Exercise goal:
Go line by line through the entries below and copy those containing the string "format".

# # # #

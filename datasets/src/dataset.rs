//! Plain text tables of `z x y` samples
//!
//! Every line holds one sample as three whitespace separated floats in the
//! order `z x y`, without a header. Blank lines are skipped.

use std::fs::File;
use std::io::{BufRead, BufReader, BufWriter, Write};
use std::path::{Path, PathBuf};

use log::{debug, info};
use svrkit::{Point, Sample, SampleSet};

use crate::error::{DatasetError, Result};

/// Options of [`load`]
#[derive(Debug, Clone, Default, PartialEq)]
pub struct LoaderParams {
    stride: Option<usize>,
    side_file: Option<PathBuf>,
}

impl LoaderParams {
    pub fn new() -> Self {
        Self::default()
    }

    /// Keep only every `stride`-th sample of the source
    ///
    /// The kept samples are first written to a side file, which is then loaded
    /// in place of the source.
    pub fn downsample(mut self, stride: usize) -> Self {
        self.stride = Some(stride);
        self
    }

    /// Location of the down-sampled copy
    ///
    /// Defaults to the source's name prefixed with `small`, in the same
    /// directory.
    pub fn side_file<P: Into<PathBuf>>(mut self, path: P) -> Self {
        self.side_file = Some(path.into());
        self
    }

    pub fn stride(&self) -> Option<usize> {
        self.stride
    }

    fn side_file_for(&self, source: &Path) -> PathBuf {
        match &self.side_file {
            Some(path) => path.clone(),
            None => default_side_file(source),
        }
    }
}

/// `dir/name` becomes `dir/smallname`
pub fn default_side_file(source: &Path) -> PathBuf {
    let name = source
        .file_name()
        .map(|name| name.to_string_lossy().into_owned())
        .unwrap_or_default();

    source.with_file_name(format!("small{}", name))
}

/// Count the lines of a file, blank ones included
pub fn count_lines<P: AsRef<Path>>(path: P) -> Result<usize> {
    let path = path.as_ref();
    let file = File::open(path).map_err(DatasetError::io(path))?;

    let mut count = 0;
    for line in BufReader::new(file).lines() {
        line.map_err(DatasetError::io(path))?;
        count += 1;
    }

    Ok(count)
}

/// Parse a `z x y` line, `None` for blank lines
fn parse_line(line: &str, lineno: usize) -> Result<Option<Sample>> {
    let fields = line.split_whitespace().collect::<Vec<_>>();
    if fields.is_empty() {
        return Ok(None);
    }
    if fields.len() != 3 {
        return Err(DatasetError::Parse {
            line: lineno,
            reason: format!("expected 3 fields `z x y`, found {}", fields.len()),
        });
    }

    let mut values = [0.0f64; 3];
    for (value, field) in values.iter_mut().zip(fields) {
        *value = field.parse().map_err(|err| DatasetError::Parse {
            line: lineno,
            reason: format!("invalid number \"{}\": {}", field, err),
        })?;
        if !value.is_finite() {
            return Err(DatasetError::Parse {
                line: lineno,
                reason: format!("non-finite number \"{}\"", field),
            });
        }
    }
    let [z, x, y] = values;

    Ok(Some(Sample::new(Point::new(x, y), z)))
}

/// Read samples from at most `limit` lines of `reader`
pub fn read_samples<R: BufRead>(reader: R, limit: usize) -> Result<SampleSet> {
    let mut samples = Vec::with_capacity(limit);
    for (idx, line) in reader.lines().take(limit).enumerate() {
        if let Some(sample) = parse_line(&line?, idx + 1)? {
            samples.push(sample);
        }
    }
    debug!("parsed {} samples", samples.len());

    Ok(samples.into())
}

/// Whether `target` names the existing file `source`
fn same_file(source: &Path, target: &Path) -> Result<bool> {
    let source = source.canonicalize().map_err(DatasetError::io(source))?;
    match target.canonicalize() {
        Ok(target) => Ok(source == target),
        Err(_) => Ok(false),
    }
}

/// Copy every `stride`-th sample of `source` to `target`, starting with the first
///
/// Returns the number of samples written, `ceil(n / stride)` for a source of
/// `n` samples. A `target` that resolves to `source` is rejected before
/// anything is written.
pub fn downsample<P: AsRef<Path>, Q: AsRef<Path>>(
    source: P,
    target: Q,
    stride: usize,
) -> Result<usize> {
    if stride == 0 {
        return Err(DatasetError::InvalidStride);
    }
    let (source, target) = (source.as_ref(), target.as_ref());
    if same_file(source, target)? {
        return Err(DatasetError::SideFileIsSource {
            path: target.to_path_buf(),
        });
    }

    let reader = BufReader::new(File::open(source).map_err(DatasetError::io(source))?);
    let mut writer = BufWriter::new(File::create(target).map_err(DatasetError::io(target))?);

    let (mut position, mut written) = (0, 0);
    for (idx, line) in reader.lines().enumerate() {
        let line = line.map_err(DatasetError::io(source))?;
        let sample = match parse_line(&line, idx + 1)? {
            Some(sample) => sample,
            None => continue,
        };

        if position % stride == 0 {
            writeln!(
                writer,
                "{} {} {}",
                sample.output, sample.input.x, sample.input.y
            )
            .map_err(DatasetError::io(target))?;
            written += 1;
        }
        position += 1;
    }
    writer.flush().map_err(DatasetError::io(target))?;

    Ok(written)
}

/// Load the samples of a `z x y` file
///
/// The lines are counted first and exactly that many are read. With
/// [`LoaderParams::downsample`] the file is reduced into a side file first,
/// and the side file is loaded instead.
pub fn load<P: AsRef<Path>>(path: P, params: &LoaderParams) -> Result<SampleSet> {
    let mut path = path.as_ref().to_path_buf();
    let mut nlines = count_lines(&path)?;
    info!("there are {} samples in \"{}\"", nlines, path.display());

    if let Some(stride) = params.stride {
        let side_file = params.side_file_for(&path);
        downsample(&path, &side_file, stride)?;

        nlines = count_lines(&side_file)?;
        info!(
            "after reducing the dataset there are {} samples in \"{}\"",
            nlines,
            side_file.display()
        );
        path = side_file;
    }

    let file = File::open(&path).map_err(DatasetError::io(&path))?;
    read_samples(BufReader::new(file), nlines)
}

#[cfg(test)]
mod tests {
    use super::*;
    use std::fs;

    #[test]
    fn two_lines() {
        let samples = read_samples("0.0 1.0 2.0\n0.5 -1.0 3.0\n".as_bytes(), 2).unwrap();
        assert_eq!(
            samples.as_slice(),
            &[
                Sample::new(Point::new(1.0, 2.0), 0.0),
                Sample::new(Point::new(-1.0, 3.0), 0.5)
            ]
        );
    }

    #[test]
    fn stops_after_limit() {
        let samples = read_samples("1 2 3\n4 5 6\n7 8 9\n".as_bytes(), 2).unwrap();
        assert_eq!(samples.len(), 2);
        assert_eq!(samples[1].output, 4.0);
    }

    #[test]
    fn blank_lines_are_skipped() {
        let samples = read_samples("1 2 3\n\n  \n4 5 6\n\n".as_bytes(), 5).unwrap();
        assert_eq!(samples.len(), 2);
    }

    #[test]
    fn tabs_and_exponents() {
        let samples = read_samples("1e-3\t-2.5E1   3\n".as_bytes(), 1).unwrap();
        assert_eq!(samples[0], Sample::new(Point::new(-25.0, 3.0), 0.001));
    }

    #[test]
    fn malformed_lines_name_their_position() {
        match read_samples("1 2 3\n4 five 6\n".as_bytes(), 2) {
            Err(DatasetError::Parse { line, reason }) => {
                assert_eq!(line, 2);
                assert!(reason.contains("five"));
            }
            other => panic!("unexpected {:?}", other),
        }

        assert!(matches!(
            read_samples("1 2\n".as_bytes(), 1),
            Err(DatasetError::Parse { line: 1, .. })
        ));
        assert!(matches!(
            read_samples("1 2 3 4\n".as_bytes(), 1),
            Err(DatasetError::Parse { line: 1, .. })
        ));
    }

    #[test]
    fn non_finite_numbers_are_rejected() {
        for input in &["nan 1 2\n", "1 inf 2\n", "1 2 -inf\n", "NaN Infinity 0\n"] {
            assert!(
                matches!(
                    read_samples(input.as_bytes(), 1),
                    Err(DatasetError::Parse { line: 1, .. })
                ),
                "accepted {:?}",
                input
            );
        }
    }

    #[test]
    fn side_file_cannot_be_the_source() {
        let dir = tempfile::tempdir().unwrap();
        let path = dir.path().join("data");
        fs::write(&path, "1 2 3\n4 5 6\n").unwrap();

        let params = LoaderParams::new().downsample(50).side_file(&path);
        assert!(matches!(
            load(&path, &params),
            Err(DatasetError::SideFileIsSource { .. })
        ));

        let aliased = dir.path().join(".").join("data");
        assert!(matches!(
            downsample(&path, &aliased, 1),
            Err(DatasetError::SideFileIsSource { .. })
        ));
        assert_eq!(fs::read_to_string(&path).unwrap(), "1 2 3\n4 5 6\n");
    }

    #[test]
    fn missing_file_is_not_a_line_count() {
        let dir = tempfile::tempdir().unwrap();
        let missing = dir.path().join("nope");

        assert!(matches!(count_lines(&missing), Err(DatasetError::Io { .. })));
        assert!(matches!(
            load(&missing, &LoaderParams::new()),
            Err(DatasetError::Io { .. })
        ));
    }

    #[test]
    fn counts_every_line() {
        let dir = tempfile::tempdir().unwrap();
        let path = dir.path().join("data");
        fs::write(&path, "1 2 3\n\n4 5 6").unwrap();

        assert_eq!(count_lines(&path).unwrap(), 3);
    }

    #[test]
    fn side_file_name() {
        assert_eq!(
            default_side_file(Path::new("/data/dataset_100")),
            PathBuf::from("/data/smalldataset_100")
        );
        assert_eq!(
            default_side_file(Path::new("dataset_100")),
            PathBuf::from("smalldataset_100")
        );
    }

    #[test]
    fn zero_stride_is_rejected() {
        let dir = tempfile::tempdir().unwrap();
        let path = dir.path().join("data");
        fs::write(&path, "1 2 3\n").unwrap();

        let params = LoaderParams::new().downsample(0);
        assert!(matches!(load(&path, &params), Err(DatasetError::InvalidStride)));
    }
}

# # # #

Reply:
    source.with_file_name(format!("small{}", name))
            reason: format!("expected 3 fields `z x y`, found {}", fields.len()),
            reason: format!("invalid number \"{}\": {}", field, err),
                reason: format!("non-finite number \"{}\"", field),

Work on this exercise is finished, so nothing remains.